Interest rates are constantly in the news, and we all know they have an important effect on the economy and our personal finances; but, the bewildering array of interest rates can become confusing. This is hopefully a simplified guide to how interest rates affect the economy and individuals.
What are Interest Rates?
Interest rates are often referred to as the Cost of Money. This is because interest rates determine the cost of borrowing money. When interest rates are high, there is a disincentive to borrow, but saving money becomes more attractive.
Real Interest Rates.
- Real interest rates = Nominal Interest rates – Inflation
It is important to bear in mind that the impact of interest rates depends upon the inflation rate. If interest rates are 10% and inflation is 9%. It means that saving money in a bank will give a real interest rate of only 1%
If interest rates are 5% and inflation is 3% (like at the present) it means real interest rates are actually higher than other example (2%) In a period of deflation, real interest rates can be quite high even if nominal interest rates are quite low.
This is the main interest rate set by the Monetary authority. In the UK base rates are set by the Bank of England. In the US base rates are set by the Federal Reserve. This base rate is the rate at which commercial banks borrow from the Central Bank and therefore influences all the other interest rates in an economy. But, note, the federal Reserve does not control commercial interest rates – it only controls the base rate.
Interest Rates and the Economy
Interest rates are used to influence inflation and economic growth. Basically, higher interest rates will reduce consumer spending and investment. This will slow down economic growth and help reduce inflation. The Monetary authorities thus face a trade off between reducing inflation and slower economic growth.

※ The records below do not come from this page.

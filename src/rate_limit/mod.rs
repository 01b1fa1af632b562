//! Distributed sliding-window rate limiting.
//!
//! The decision algorithm is a weighted two-bucket sliding window executed
//! atomically on the store: time is partitioned into fixed buckets of the
//! window width, and the estimated count weighs the previous bucket by the
//! fraction of it still inside the rolling window.
//!
//! The multi-step read/compare/increment/expire sequence runs as a single
//! Lua script on Redis so concurrent checks against the same identifier see
//! a consistent counter snapshot.
//!
//! # Example
//!
//! ```rust,no_run
//! use limitgate::rate_limit::{Limiter, RedisStore};
//! use std::sync::Arc;
//! use std::time::Duration;
//!
//! #[tokio::main]
//! async fn main() {
//!     let store = Arc::new(
//!         RedisStore::connect("redis://127.0.0.1:6379")
//!             .await
//!             .expect("redis unavailable"),
//!     );
//!
//!     let limiter = Limiter::new(store, 100, Duration::from_secs(60)).unwrap();
//!     let decision = limiter.allow("203.0.113.7").await.unwrap();
//!     println!("allowed={} remaining={}", decision.allowed, decision.remaining);
//! }
//! ```

pub mod limiter;
pub mod lua_scripts;
pub mod memory;
pub mod redis;
pub mod store;

pub use limiter::Limiter;
pub use memory::MemoryStore;
pub use redis::RedisStore;
pub use store::{Decision, SlidingWindowStore};
#![forbid(unsafe_code)]

pub mod local;
pub mod repository;
pub mod sqlite;

pub use repository::{DailyGoalRepository, ProgressRepository, Storage, StorageError};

- For more detail see: Effect of Higher interest rates
Commercial Bank Rates.
Recently, it has been noted that banks have been increasing interest rates for borrowing, even though Central banks have been cutting rates. This is because the credit crisis has encouraged banks to increase their commercial rate margin. Because banks are short of credit they want to encourage people to save and reduce availability of credit. This means the margin between bank rates and the main base rate has increased. Basically, the banks are seeking to make saving more attractive. This is also reflected in an increase in the interbank lending rate.
Interbank Lending Rates.
Banks are often temporarily short of cash, so they borrow from other banks. This helps to maintain greater liquidity in the banking system and means banks can have lower liquidity ratios. However, because of the credit crunch the interbank lending rate has increased making it more expensive for banks to borrow from each other.
Interest Rates and Risk
If you take out a mortgage loan, the bank sees the loan as fairly secure because the loan is guaranteed against the value of the house. Therefore, the borrowing rate for mortgages is quite low. However, if you take out an unsecured loan, it means if you fail to repay the bank will lose all their money because they cannot claim against an asset. To compensate for the risk they will set a higher interest rate. This is why people with poor credit tend to face higher rates.

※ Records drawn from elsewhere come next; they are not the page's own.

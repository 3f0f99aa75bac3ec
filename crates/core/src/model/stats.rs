use serde::{Deserialize, Serialize};
use std::fmt;
use thiserror::Error;

use crate::model::ids::FlashcardId;
use crate::model::progress::{MasteryBucket, MasteryLevel};

//
// ─── PROGRESS STATS ────────────────────────────────────────────────────────────
//

/// Bucket counts over a set of flashcards.
///
/// Flashcards without a stored record count as untouched and contribute 0 to
/// `mastery_sum`.
#[derive(Debug, Clone, Copy, Default, PartialEq, Eq, Serialize, Deserialize)]
pub struct ProgressStats {
    pub total: u32,
    pub mastered: u32,
    pub in_progress: u32,
    pub untouched: u32,
    pub mastery_sum: u64,
}

impl ProgressStats {
    /// Count one flashcard at `level`.
    pub fn record(&mut self, level: MasteryLevel) {
        self.total += 1;
        self.mastery_sum += u64::from(level.value());
        match level.bucket() {
            MasteryBucket::Mastered => self.mastered += 1,
            MasteryBucket::InProgress => self.in_progress += 1,
            MasteryBucket::Untouched => self.untouched += 1,
        }
    }

    /// Build stats from one level per flashcard.
    #[must_use]
    pub fn from_levels(levels: impl IntoIterator<Item = MasteryLevel>) -> Self {
        let mut stats = Self::default();
        for level in levels {
            stats.record(level);
        }
        stats
    }

    /// Sum two disjoint tallies.
    #[must_use]
    pub fn merged(self, other: Self) -> Self {
        Self {
            total: self.total + other.total,
            mastered: self.mastered + other.mastered,
            in_progress: self.in_progress + other.in_progress,
            untouched: self.untouched + other.untouched,
            mastery_sum: self.mastery_sum + other.mastery_sum,
        }
    }

    /// `sum(level) / total`, or 0 for an empty set.
    #[must_use]
    pub fn average_mastery_level(&self) -> f64 {
        if self.total == 0 {
            return 0.0;
        }
        // Both values are small enough for exact f64 representation.
        #[allow(clippy::cast_precision_loss)]
        let avg = self.mastery_sum as f64 / f64::from(self.total);
        avg
    }

    /// True when the three buckets add up to `total`.
    #[must_use]
    pub fn is_consistent(&self) -> bool {
        u64::from(self.mastered) + u64::from(self.in_progress) + u64::from(self.untouched)
            == u64::from(self.total)
    }
}

//
// ─── CATEGORIES ────────────────────────────────────────────────────────────────
//

/// One category of the catalog together with the flashcards it contains.
#[derive(Debug, Clone, PartialEq, Eq, Serialize, Deserialize)]
pub struct CategoryFlashcards {
    pub name: String,
    pub flashcard_ids: Vec<FlashcardId>,
}

impl CategoryFlashcards {
    #[must_use]
    pub fn new(name: impl Into<String>, flashcard_ids: Vec<FlashcardId>) -> Self {
        Self {
            name: name.into(),
            flashcard_ids,
        }
    }
}

/// Derived per-category view. Never persisted.
#[derive(Debug, Clone, PartialEq, Serialize, Deserialize)]
pub struct CategoryRollup {
    pub name: String,
    pub total: u32,
    pub mastered: u32,
    pub in_progress: u32,
    pub untouched: u32,
    pub average_mastery_level: f64,
}

impl CategoryRollup {
    #[must_use]
    pub fn from_stats(name: impl Into<String>, stats: &ProgressStats) -> Self {
        Self {
            name: name.into(),
            total: stats.total,
            mastered: stats.mastered,
            in_progress: stats.in_progress,
            untouched: stats.untouched,
            average_mastery_level: stats.average_mastery_level(),
        }
    }
}

/// Everything a dashboard needs in one read.
#[derive(Debug, Clone, PartialEq, Serialize, Deserialize)]
pub struct StatsReport {
    pub overall: ProgressStats,
    pub categories: Vec<CategoryRollup>,
    pub reviewed_today: u32,
    pub daily_goal: DailyGoal,
}

impl StatsReport {
    /// Report for a session whose storage cannot be read.
    #[must_use]
    pub fn empty(daily_goal: DailyGoal) -> Self {
        Self {
            overall: ProgressStats::default(),
            categories: Vec::new(),
            reviewed_today: 0,
            daily_goal,
        }
    }

    #[must_use]
    pub fn goal_reached(&self) -> bool {
        self.reviewed_today >= self.daily_goal.value()
    }
}

//
// ─── DAILY GOAL ────────────────────────────────────────────────────────────────
//

#[derive(Debug, Error, Clone, PartialEq, Eq)]
pub enum DailyGoalError {
    #[error("daily goal must be at least 1")]
    Zero,
    #[error("invalid daily goal: {0}")]
    Unparseable(String),
}

/// Number of reviews a learner aims for per day.
#[derive(Debug, Clone, Copy, PartialEq, Eq, Serialize, Deserialize)]
#[serde(try_from = "u32", into = "u32")]
pub struct DailyGoal(u32);

impl DailyGoal {
    pub const DEFAULT: DailyGoal = DailyGoal(10);

    /// # Errors
    ///
    /// Returns `DailyGoalError::Zero` for a goal of 0.
    pub fn new(value: u32) -> Result<Self, DailyGoalError> {
        if value == 0 {
            return Err(DailyGoalError::Zero);
        }
        Ok(Self(value))
    }

    /// Parse the plain integer string used by the local store.
    ///
    /// # Errors
    ///
    /// Returns `DailyGoalError` if the text is not a positive integer.
    pub fn parse(raw: &str) -> Result<Self, DailyGoalError> {
        let value = raw
            .trim()
            .parse::<u32>()
            .map_err(|_| DailyGoalError::Unparseable(raw.to_owned()))?;
        Self::new(value)
    }

    #[must_use]
    pub fn value(self) -> u32 {
        self.0
    }
}

impl Default for DailyGoal {
    fn default() -> Self {
        Self::DEFAULT
    }
}

impl TryFrom<u32> for DailyGoal {
    type Error = DailyGoalError;

    fn try_from(value: u32) -> Result<Self, Self::Error> {
        Self::new(value)
    }
}

impl From<DailyGoal> for u32 {
    fn from(goal: DailyGoal) -> Self {
        goal.0
    }
}

impl fmt::Display for DailyGoal {
    fn fmt(&self, f: &mut fmt::Formatter<'_>) -> fmt::Result {
        write!(f, "{}", self.0)
    }
}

Interest Rates and homeowners.
Homeowners with a variable mortgage will be affected by any change in interest rates. For example, if you have a £100,000 mortgage a 50 basis point change in interest rates will affect your monthly payments by about £50. If homeowners want to avoid interest rate volatility then can get a fixed rate mortgage. Otherwise the cost of your mortgage will vary with changes in the interest rate.

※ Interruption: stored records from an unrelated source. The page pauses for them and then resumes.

use std::sync::Arc;

use tracing::info;

use progress_core::model::{
    CategoryFlashcards, DailyGoal, FlashcardId, Owner, ProgressRecord, ProgressStats, StatsReport,
    UserId,
};
use storage::Storage;
use storage::local::KeyValueMedium;

use crate::config::SessionConfig;
use crate::error::{ProgressServiceError, SessionInitError};
use crate::progress_service::ProgressService;
use crate::stats_service::StatsService;

/// How a session is backed.
#[derive(Clone)]
pub enum SessionKind {
    /// A signed-in learner whose progress lives in the shared database.
    SignedIn { user: UserId, database_url: String },
    /// An anonymous session kept on a single-profile local medium.
    Demo { medium: Arc<dyn KeyValueMedium> },
}

/// Per-session assembly of the progress and stats services.
///
/// Callers pick a `SessionKind` once; every operation afterwards is bound to
/// the session's owner and knows nothing about the backend.
#[derive(Clone)]
pub struct ProgressSession {
    owner: Owner,
    progress: ProgressService,
    stats: StatsService,
}

impl ProgressSession {
    /// Open the backend for `kind` and wire the services onto it.
    ///
    /// # Errors
    ///
    /// Returns `SessionInitError` if the database cannot be opened or migrated.
    pub async fn open(kind: SessionKind, config: SessionConfig) -> Result<Self, SessionInitError> {
        let (owner, storage) = match kind {
            SessionKind::SignedIn { user, database_url } => {
                let storage = Storage::sqlite(&database_url).await?;
                (Owner::User(user), storage)
            }
            SessionKind::Demo { medium } => (Owner::Anonymous, Storage::local(medium)),
        };
        info!(%owner, "progress session opened");
        Ok(Self::from_storage(owner, storage, config))
    }

    /// Assemble a session on an already opened storage.
    #[must_use]
    pub fn from_storage(owner: Owner, storage: Storage, config: SessionConfig) -> Self {
        let progress = ProgressService::new(config.clock, storage.progress.clone())
            .with_config(config.progress);
        let stats = StatsService::new(config.clock, storage.progress, storage.goals)
            .with_config(config.stats);
        Self {
            owner,
            progress,
            stats,
        }
    }

    #[must_use]
    pub fn owner(&self) -> &Owner {
        &self.owner
    }

    #[must_use]
    pub fn is_available(&self) -> bool {
        self.progress.is_available()
    }

    #[must_use]
    pub fn progress(&self) -> &ProgressService {
        &self.progress
    }

    #[must_use]
    pub fn stats(&self) -> &StatsService {
        &self.stats
    }

    /// # Errors
    ///
    /// See [`ProgressService::record_answer`].
    pub async fn record_answer(
        &self,
        flashcard_id: FlashcardId,
        is_correct: bool,
    ) -> Result<ProgressRecord, ProgressServiceError> {
        self.progress
            .record_answer(flashcard_id, &self.owner, is_correct)
            .await
    }

    /// # Errors
    ///
    /// See [`ProgressService::seed_new_flashcards`].
    pub async fn seed_new_flashcards(
        &self,
        flashcard_ids: &[FlashcardId],
    ) -> Result<Vec<ProgressRecord>, ProgressServiceError> {
        self.progress
            .seed_new_flashcards(flashcard_ids, &self.owner)
            .await
    }

    /// # Errors
    ///
    /// See [`StatsService::aggregate`].
    pub async fn get_stats(
        &self,
        categories: &[CategoryFlashcards],
    ) -> Result<StatsReport, ProgressServiceError> {
        self.stats.aggregate(categories, &self.owner).await
    }

    /// # Errors
    ///
    /// See [`StatsService::stats_for`].
    pub async fn stats_for(
        &self,
        flashcard_ids: &[FlashcardId],
    ) -> Result<ProgressStats, ProgressServiceError> {
        self.stats.stats_for(flashcard_ids, &self.owner).await
    }

    /// # Errors
    ///
    /// See [`StatsService::reviewed_today`].
    pub async fn reviewed_today(&self) -> Result<u32, ProgressServiceError> {
        self.stats.reviewed_today(&self.owner).await
    }

    /// # Errors
    ///
    /// See [`StatsService::daily_goal`].
    pub async fn get_daily_goal(&self) -> Result<DailyGoal, ProgressServiceError> {
        self.stats.daily_goal(&self.owner).await
    }

    /// # Errors
    ///
    /// See [`StatsService::set_daily_goal`].
    pub async fn set_daily_goal(&self, goal: u32) -> Result<DailyGoal, ProgressServiceError> {
        self.stats.set_daily_goal(&self.owner, goal).await
    }

    /// # Errors
    ///
    /// See [`ProgressService::clear_progress`].
    pub async fn clear_progress(&self) -> Result<(), ProgressServiceError> {
        self.progress.clear_progress(&self.owner).await
    }

    /// # Errors
    ///
    /// See [`ProgressService::due_flashcards`].
    pub async fn due_flashcards(
        &self,
        limit: u32,
    ) -> Result<Vec<ProgressRecord>, ProgressServiceError> {
        self.progress.due_flashcards(&self.owner, limit).await
    }

    /// # Errors
    ///
    /// See [`ProgressService::progress_for`].
    pub async fn progress_for(
        &self,
        flashcard_id: FlashcardId,
    ) -> Result<Option<ProgressRecord>, ProgressServiceError> {
        self.progress.progress_for(flashcard_id, &self.owner).await
    }
}

#[cfg(test)]
mod tests {
    use super::*;
    use progress_core::time::fixed_clock;
    use storage::local::MemoryMedium;

    fn config() -> SessionConfig {
        SessionConfig {
            clock: fixed_clock(),
            ..SessionConfig::default()
        }
    }

    #[tokio::test]
    async fn demo_sessions_are_anonymous() {
        let session = ProgressSession::open(
            SessionKind::Demo {
                medium: Arc::new(MemoryMedium::new()),
            },
            config(),
        )
        .await
        .unwrap();
        assert!(session.owner().is_anonymous());
        assert!(session.is_available());
    }

    #[tokio::test]
    async fn signed_in_sessions_use_the_database() {
        let user = UserId::new("learner-7").unwrap();
        let session = ProgressSession::open(
            SessionKind::SignedIn {
                user: user.clone(),
                database_url: "sqlite:file:memdb_session_open?mode=memory&cache=shared".into(),
            },
            config(),
        )
        .await
        .unwrap();
        assert_eq!(session.owner(), &Owner::User(user));

        let record = session
            .record_answer(FlashcardId::new(3), false)
            .await
            .unwrap();
        assert_eq!(record.incorrect_answers(), 1);
        assert_eq!(record.mastery_level().value(), 0);
    }
}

Forecasting Interest Rates
The future trend of interest rates depends mostly on the future direction of the economy. If the economy is forecast to grow and increase inflation, interest rates are likely to increase to keep inflation low. In a recession, inflationary pressures diminish and so rates can usually be cut.
Interest Rates and Oil Prices
If oil prices increase (e.g. 2007-08) it causes both inflation (cost push inflation) and lower growth. Therefore this presents a dilemma. The monetary authorities would like to cut rates to boost growth. But, they would also like to increase interest rates to reduce inflation. This shows that interest rates can not solve a country’s problems.
Interest Rates and the Exchange Rate
An increase in interest rates makes a currency more attractive. This causes hot money flows into an economy causing an appreciation. Similarly a cut interest rates will often cause a depreciation in the currency.
Why Do Interest Rates vary from 0% to 2,000%?
The reason is that banks use interest rates to determine the profitability of lending. Credit card companies charge interest rates of 17% basically because they can get away with it. Credit card debt is therefore very profitable for credit card companies. Pay day loans can have annual interest rates of upto 2,000%. It is a very expensive way to borrow money, but there is still the demand for this kind of loan.
If you put money in a current account (checking account in US) then the interest rate may be very low. This is because the bank may not see a current account as very profitable. A savings account with time limits on withdrawals will give a higher interest rate.